Across the entries, count the lines that include "compilation" and report only that number.

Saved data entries
=== Begin Enclosure ===

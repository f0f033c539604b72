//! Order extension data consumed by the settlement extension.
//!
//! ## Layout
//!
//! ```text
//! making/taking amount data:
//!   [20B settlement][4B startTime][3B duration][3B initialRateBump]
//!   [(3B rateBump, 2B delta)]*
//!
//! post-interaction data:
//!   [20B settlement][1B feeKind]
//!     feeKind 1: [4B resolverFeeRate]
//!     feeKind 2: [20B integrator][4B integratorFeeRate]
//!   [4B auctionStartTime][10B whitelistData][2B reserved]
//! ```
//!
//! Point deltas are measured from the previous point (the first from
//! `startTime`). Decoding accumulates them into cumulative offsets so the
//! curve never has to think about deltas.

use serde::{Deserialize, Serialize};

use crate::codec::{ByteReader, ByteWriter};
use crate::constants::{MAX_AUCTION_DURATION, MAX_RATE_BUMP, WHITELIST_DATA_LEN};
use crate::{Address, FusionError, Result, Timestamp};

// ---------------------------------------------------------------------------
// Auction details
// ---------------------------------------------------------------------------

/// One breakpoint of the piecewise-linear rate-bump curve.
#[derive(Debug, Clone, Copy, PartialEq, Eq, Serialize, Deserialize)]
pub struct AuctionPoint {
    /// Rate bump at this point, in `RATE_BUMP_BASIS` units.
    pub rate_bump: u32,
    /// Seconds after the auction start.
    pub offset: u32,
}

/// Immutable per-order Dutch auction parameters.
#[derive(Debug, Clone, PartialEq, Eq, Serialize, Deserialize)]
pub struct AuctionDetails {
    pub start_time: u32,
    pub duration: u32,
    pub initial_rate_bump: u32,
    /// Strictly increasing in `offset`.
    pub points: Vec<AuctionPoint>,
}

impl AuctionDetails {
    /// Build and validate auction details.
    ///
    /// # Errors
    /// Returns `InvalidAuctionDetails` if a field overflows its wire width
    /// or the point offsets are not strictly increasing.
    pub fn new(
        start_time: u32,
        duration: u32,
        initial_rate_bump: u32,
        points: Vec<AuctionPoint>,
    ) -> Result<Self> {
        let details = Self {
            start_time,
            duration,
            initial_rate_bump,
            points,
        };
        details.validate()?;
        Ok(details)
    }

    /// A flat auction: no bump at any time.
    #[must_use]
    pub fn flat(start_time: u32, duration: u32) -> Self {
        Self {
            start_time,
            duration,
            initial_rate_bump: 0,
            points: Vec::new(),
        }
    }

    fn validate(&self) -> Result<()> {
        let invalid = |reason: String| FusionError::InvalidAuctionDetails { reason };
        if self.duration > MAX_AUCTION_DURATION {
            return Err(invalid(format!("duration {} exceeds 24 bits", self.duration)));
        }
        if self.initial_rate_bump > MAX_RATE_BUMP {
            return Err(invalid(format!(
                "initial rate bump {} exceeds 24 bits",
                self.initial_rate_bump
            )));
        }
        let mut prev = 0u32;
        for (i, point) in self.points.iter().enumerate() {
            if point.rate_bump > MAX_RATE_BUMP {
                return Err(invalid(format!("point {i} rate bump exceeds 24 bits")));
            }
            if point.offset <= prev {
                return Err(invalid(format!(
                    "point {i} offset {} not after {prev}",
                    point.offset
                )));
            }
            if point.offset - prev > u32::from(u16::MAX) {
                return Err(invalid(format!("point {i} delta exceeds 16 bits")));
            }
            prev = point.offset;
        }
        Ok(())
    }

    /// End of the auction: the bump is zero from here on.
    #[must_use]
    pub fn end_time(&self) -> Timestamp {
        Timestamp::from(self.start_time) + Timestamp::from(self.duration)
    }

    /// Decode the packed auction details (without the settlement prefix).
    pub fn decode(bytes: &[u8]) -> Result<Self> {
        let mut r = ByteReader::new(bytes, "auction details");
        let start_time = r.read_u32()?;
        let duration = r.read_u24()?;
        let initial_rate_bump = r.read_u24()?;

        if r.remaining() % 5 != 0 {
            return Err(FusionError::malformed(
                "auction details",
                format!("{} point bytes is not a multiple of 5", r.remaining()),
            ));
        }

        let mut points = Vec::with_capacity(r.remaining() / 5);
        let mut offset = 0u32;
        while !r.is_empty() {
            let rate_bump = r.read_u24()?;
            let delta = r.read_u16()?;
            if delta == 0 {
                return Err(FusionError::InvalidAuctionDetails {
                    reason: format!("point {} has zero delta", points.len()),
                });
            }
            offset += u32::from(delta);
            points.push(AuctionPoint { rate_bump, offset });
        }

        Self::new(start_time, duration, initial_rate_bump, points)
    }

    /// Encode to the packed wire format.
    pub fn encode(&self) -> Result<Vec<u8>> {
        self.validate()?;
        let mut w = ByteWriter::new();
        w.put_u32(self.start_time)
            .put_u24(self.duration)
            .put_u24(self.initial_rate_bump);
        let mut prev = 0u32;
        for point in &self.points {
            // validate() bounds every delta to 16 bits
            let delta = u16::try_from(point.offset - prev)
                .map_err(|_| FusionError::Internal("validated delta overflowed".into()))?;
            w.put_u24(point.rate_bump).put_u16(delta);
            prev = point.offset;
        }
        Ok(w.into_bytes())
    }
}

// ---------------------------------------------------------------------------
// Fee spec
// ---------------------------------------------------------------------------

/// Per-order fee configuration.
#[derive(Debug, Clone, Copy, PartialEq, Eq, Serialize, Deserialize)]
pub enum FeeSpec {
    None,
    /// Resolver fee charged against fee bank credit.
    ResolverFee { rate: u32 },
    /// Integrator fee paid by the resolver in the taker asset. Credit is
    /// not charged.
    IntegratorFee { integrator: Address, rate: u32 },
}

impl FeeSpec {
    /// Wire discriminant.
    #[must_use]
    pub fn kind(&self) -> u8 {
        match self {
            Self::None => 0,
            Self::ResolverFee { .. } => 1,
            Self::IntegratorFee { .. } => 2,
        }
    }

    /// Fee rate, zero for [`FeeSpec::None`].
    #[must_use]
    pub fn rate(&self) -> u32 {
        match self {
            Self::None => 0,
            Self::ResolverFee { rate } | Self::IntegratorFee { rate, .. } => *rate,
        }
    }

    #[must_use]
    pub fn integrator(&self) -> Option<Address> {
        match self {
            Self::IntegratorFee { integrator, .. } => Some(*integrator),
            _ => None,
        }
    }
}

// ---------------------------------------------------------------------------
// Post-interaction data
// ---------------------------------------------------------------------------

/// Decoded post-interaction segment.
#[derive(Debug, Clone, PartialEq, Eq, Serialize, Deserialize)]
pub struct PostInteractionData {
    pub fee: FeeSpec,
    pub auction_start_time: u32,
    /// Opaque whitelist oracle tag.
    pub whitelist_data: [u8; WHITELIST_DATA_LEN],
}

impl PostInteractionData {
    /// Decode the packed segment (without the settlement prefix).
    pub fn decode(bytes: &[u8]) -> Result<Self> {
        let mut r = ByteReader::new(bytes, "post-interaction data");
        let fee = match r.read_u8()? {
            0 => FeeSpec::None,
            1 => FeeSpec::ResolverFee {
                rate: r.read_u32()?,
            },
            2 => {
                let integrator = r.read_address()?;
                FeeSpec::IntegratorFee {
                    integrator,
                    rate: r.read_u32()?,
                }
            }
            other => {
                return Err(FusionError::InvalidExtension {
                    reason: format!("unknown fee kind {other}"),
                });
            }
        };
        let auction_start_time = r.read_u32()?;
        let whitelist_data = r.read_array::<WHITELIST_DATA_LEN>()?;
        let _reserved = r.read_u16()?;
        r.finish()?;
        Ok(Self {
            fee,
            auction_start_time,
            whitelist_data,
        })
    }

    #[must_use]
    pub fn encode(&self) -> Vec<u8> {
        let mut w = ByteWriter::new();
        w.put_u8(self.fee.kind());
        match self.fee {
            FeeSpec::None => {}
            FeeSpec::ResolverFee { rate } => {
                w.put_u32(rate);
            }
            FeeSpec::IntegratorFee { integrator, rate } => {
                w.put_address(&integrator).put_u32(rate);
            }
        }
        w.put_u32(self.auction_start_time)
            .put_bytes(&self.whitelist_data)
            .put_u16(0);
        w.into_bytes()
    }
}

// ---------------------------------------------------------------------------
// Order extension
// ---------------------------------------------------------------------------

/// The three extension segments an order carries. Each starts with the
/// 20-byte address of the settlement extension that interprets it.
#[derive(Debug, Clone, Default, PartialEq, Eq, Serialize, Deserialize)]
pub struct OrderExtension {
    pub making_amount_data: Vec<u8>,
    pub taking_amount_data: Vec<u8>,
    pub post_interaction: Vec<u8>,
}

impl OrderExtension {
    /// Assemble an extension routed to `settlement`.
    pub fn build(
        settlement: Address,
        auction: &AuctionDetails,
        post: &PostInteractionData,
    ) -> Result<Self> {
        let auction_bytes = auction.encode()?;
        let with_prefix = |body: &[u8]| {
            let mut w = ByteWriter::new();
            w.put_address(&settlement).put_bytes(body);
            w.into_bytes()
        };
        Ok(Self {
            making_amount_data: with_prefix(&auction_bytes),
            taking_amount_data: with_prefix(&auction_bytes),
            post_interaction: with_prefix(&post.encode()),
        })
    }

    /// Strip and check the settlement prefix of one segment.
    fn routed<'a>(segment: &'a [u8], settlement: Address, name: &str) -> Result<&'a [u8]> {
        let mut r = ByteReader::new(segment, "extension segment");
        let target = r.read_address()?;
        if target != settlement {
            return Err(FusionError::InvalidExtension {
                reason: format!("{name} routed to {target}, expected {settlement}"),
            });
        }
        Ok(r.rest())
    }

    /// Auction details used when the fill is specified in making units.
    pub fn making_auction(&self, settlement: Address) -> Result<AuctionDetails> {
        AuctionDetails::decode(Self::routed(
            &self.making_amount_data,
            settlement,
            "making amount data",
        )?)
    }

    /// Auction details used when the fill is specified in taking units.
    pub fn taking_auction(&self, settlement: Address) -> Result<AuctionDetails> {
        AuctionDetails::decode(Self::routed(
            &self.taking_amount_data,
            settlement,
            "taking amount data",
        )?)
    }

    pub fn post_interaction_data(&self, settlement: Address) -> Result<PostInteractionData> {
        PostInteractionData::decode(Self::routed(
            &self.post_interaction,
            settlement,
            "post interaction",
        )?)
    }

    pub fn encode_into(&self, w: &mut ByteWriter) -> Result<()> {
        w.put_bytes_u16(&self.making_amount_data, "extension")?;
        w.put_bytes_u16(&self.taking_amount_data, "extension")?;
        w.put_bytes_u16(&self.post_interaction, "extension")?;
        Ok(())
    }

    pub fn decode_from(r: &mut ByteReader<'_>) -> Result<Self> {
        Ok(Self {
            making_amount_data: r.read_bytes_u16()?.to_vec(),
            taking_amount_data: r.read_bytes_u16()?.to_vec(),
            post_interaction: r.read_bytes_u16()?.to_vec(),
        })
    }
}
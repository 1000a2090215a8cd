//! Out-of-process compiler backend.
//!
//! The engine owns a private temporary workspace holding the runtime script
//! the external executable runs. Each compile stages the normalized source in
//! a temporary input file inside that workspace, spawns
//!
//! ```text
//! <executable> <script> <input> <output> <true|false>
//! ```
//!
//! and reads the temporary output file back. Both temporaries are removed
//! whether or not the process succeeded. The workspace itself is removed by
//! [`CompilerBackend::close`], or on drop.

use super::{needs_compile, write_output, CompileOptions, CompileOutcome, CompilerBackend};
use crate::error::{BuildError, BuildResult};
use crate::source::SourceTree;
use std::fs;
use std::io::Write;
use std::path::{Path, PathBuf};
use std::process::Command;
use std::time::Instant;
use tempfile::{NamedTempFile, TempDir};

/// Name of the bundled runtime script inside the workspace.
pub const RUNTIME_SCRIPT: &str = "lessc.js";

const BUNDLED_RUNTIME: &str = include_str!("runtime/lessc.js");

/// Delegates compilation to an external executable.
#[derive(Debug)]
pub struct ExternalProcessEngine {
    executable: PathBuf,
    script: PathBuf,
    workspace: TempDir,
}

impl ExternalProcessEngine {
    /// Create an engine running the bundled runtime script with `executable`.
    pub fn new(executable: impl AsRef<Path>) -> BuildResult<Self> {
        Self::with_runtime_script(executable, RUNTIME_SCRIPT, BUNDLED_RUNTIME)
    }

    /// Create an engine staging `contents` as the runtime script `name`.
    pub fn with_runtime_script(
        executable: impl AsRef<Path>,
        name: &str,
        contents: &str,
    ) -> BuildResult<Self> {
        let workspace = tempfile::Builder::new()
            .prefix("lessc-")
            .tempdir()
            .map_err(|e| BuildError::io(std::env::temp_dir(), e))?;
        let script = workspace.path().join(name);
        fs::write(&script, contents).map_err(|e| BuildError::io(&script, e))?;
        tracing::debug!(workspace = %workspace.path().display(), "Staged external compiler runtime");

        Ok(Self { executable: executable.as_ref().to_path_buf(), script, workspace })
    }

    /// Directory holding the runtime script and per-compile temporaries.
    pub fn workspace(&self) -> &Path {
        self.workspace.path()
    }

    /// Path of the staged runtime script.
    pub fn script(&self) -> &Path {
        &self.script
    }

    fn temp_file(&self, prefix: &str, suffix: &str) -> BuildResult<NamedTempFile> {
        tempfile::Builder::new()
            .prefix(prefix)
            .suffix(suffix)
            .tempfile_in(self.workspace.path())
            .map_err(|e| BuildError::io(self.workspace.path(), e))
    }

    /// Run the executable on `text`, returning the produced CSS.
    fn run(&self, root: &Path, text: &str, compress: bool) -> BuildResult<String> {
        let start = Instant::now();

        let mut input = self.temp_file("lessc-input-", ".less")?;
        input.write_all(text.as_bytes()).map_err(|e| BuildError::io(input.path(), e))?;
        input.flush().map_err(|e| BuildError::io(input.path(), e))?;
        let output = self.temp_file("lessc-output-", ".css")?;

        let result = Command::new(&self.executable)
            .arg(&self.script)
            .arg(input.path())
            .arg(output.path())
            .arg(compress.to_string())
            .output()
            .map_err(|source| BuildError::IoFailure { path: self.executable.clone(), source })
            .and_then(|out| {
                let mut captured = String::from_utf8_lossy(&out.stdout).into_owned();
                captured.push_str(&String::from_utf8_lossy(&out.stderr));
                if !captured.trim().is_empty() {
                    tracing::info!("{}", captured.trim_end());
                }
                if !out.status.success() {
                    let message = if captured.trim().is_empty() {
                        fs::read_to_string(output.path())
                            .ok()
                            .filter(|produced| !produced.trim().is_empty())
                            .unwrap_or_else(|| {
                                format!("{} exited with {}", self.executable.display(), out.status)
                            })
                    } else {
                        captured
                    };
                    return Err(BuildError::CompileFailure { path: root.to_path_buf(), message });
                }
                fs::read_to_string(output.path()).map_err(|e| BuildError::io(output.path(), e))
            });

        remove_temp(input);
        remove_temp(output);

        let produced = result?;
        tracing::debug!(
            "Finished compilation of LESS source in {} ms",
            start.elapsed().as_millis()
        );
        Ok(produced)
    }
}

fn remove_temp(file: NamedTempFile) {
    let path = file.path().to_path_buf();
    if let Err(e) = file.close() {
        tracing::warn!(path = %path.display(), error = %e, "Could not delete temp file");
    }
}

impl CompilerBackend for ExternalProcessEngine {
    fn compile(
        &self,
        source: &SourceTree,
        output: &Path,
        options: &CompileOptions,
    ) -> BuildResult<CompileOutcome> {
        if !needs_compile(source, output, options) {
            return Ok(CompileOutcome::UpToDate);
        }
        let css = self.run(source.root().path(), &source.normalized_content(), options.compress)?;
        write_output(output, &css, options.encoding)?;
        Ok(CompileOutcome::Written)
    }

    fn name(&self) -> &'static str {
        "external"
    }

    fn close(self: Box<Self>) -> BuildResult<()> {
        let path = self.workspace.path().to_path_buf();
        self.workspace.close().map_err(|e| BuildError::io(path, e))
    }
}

=== End Enclosure ===

_Expected output:_ 2